Dataset content:
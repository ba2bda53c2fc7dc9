use cinder_config::{CinderConfig, DebugTrace};
use cinder_log::trace_dbg;
use cinder_type::{Store, file::FileId, span::Span};

use crate::{
  BasicBlock, BlockId, DebugPoint, GroupId, HandlerGroup, Instruction, InstructionSink, LabelId, LabelTarget,
  LocalDeclaration, LocalSlot, Marker, MarkerId, MarkerOffset, OpCode, Operand, Position, RealizedBody, Region,
  RegionId, RegionKind, ScopeKind, Terminator,
  realize::{Layout, realize},
};

enum OpenScope {
  Variable(usize),
  Group(GroupId),
  Region(RegionId),
}

pub(crate) struct ScopeRecord {
  pub start: Position,
  pub end: Option<Position>,
  pub locals: Vec<LocalSlot>,
}

/// Default [`InstructionSink`]: collects basic blocks and turns them into a [`RealizedBody`].
pub struct ILBuilder {
  config: CinderConfig,

  pub(crate) blocks: Store<BasicBlock>,
  pub(crate) labels: Store<LabelTarget>,
  pub(crate) markers: Store<Marker>,
  pub(crate) regions: Store<Region>,
  pub(crate) groups: Store<HandlerGroup>,
  pub(crate) scopes: Vec<ScopeRecord>,
  pub(crate) locals: Vec<LocalDeclaration>,

  /// Block receiving instructions.
  current: BlockId,
  current_region: Option<RegionId>,
  open_scopes: Vec<OpenScope>,

  stack: i32,
  pub(crate) max_stack: u32,
  emitted: usize,
  /// False right after an unconditional transfer, until a label is marked.
  reachable: bool,

  pub(crate) initial_document: Option<FileId>,
  pub(crate) initial_hidden: bool,

  layout: Option<Layout>,
  realized: Option<RealizedBody>,
}

impl ILBuilder {
  pub fn new(config: &CinderConfig) -> Self {
    let mut blocks = Store::new();
    let entry = blocks.alloc(BasicBlock::new(None));

    Self {
      config: config.clone(),
      blocks,
      labels: Store::new(),
      markers: Store::new(),
      regions: Store::new(),
      groups: Store::new(),
      scopes: Vec::new(),
      locals: Vec::new(),
      current: entry,
      current_region: None,
      open_scopes: Vec::new(),
      stack: 0,
      max_stack: 0,
      emitted: 0,
      reachable: true,
      initial_document: None,
      initial_hidden: false,
      layout: None,
      realized: None,
    }
  }

  /// Consumes the builder, returning the realized body if there is one.
  pub fn into_realized(self) -> Option<RealizedBody> {
    self.realized
  }

  fn position(&self) -> Position {
    Position {
      block: self.current,
      index: self.blocks.get(&self.current).instructions.len(),
    }
  }

  fn assert_not_realized(&self) {
    assert!(self.realized.is_none(), "cannot emit into a realized method body");
  }

  fn apply_stack(
    &mut self,
    delta: i32,
  ) {
    self.stack += delta;
    if self.stack > self.max_stack as i32 {
      self.max_stack = self.stack as u32;
    }
  }

  fn start_block(&mut self) -> BlockId {
    let block = self.blocks.alloc(BasicBlock::new(self.current_region));
    self.current = block;
    block
  }

  /// Ends the current block and continues in a fresh one.
  fn terminate(
    &mut self,
    terminator: Terminator,
    stack_delta: i32,
  ) {
    self.assert_not_realized();
    self.apply_stack(stack_delta);
    self.emitted += 1;
    self.reachable = terminator.falls_through();
    self.blocks.get_mut(&self.current).terminator = terminator;
    self.start_block();
  }

  /// Returns a block that starts at the current position, reusing the current one if nothing was emitted into it.
  fn block_at_boundary(&mut self) -> BlockId {
    if self.blocks.get(&self.current).instructions.is_empty()
      && self.blocks.get(&self.current).terminator == Terminator::FallThrough
    {
      return self.current;
    }
    self.start_block()
  }

  fn innermost_group(&self) -> GroupId {
    match self.open_scopes.last() {
      Some(OpenScope::Group(group)) => *group,
      _ => panic!("try, catch and finally scopes must be opened directly inside a try-catch-finally scope"),
    }
  }

  fn open_region(
    &mut self,
    kind: RegionKind,
  ) {
    let group = self.innermost_group();
    let parent = self.groups.get(&group).outer;
    let entry = self.block_at_boundary();
    let region = self.regions.alloc(Region {
      kind,
      group,
      parent,
      entry,
    });

    self.blocks.get_mut(&entry).region = Some(region);
    self.current_region = Some(region);

    let group_data = self.groups.get_mut(&group);
    match kind {
      RegionKind::Try => {
        assert!(group_data.try_region.is_none(), "try-catch-finally scope already has a try block");
        group_data.try_region = Some(region);
      },
      RegionKind::Catch(_) | RegionKind::Finally => {
        assert!(group_data.try_region.is_some(), "handler opened before its try block");
        group_data.handlers.push(region);
      },
    }

    match kind {
      RegionKind::Try => {
        debug_assert_eq!(self.stack, 0, "try block entered with a non-empty stack");
      },
      RegionKind::Catch(_) => {
        self.stack = 1;
        self.apply_stack(0);
        self.reachable = true;
      },
      RegionKind::Finally => {
        self.stack = 0;
        self.reachable = true;
      },
    }

    self.open_scopes.push(OpenScope::Region(region));
  }

  fn close_region(
    &mut self,
    region: RegionId,
  ) {
    let data = self.regions.get(&region).clone();
    let end_label = self.groups.get(&data.group).end_label;

    if self.reachable {
      match data.kind {
        RegionKind::Try | RegionKind::Catch(_) => self.terminate(Terminator::Leave(end_label), 0),
        RegionKind::Finally => self.terminate(Terminator::EndFinally, 0),
      }
    }

    self.stack = 0;
    self.current_region = data.parent;
    let next = self.block_at_boundary();
    self.blocks.get_mut(&next).region = data.parent;
  }

  fn trace_block_count(&self) {
    trace_dbg!(
      &self.config,
      DebugTrace::Builder,
      "{} blocks, {} labels, {} markers, max stack {}",
      self.blocks.len(),
      self.labels.len(),
      self.markers.len(),
      self.max_stack
    );
  }
}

Task directions: Return the number of lines in the records holding the string "crate", without any other words.

Output of the exercise: 12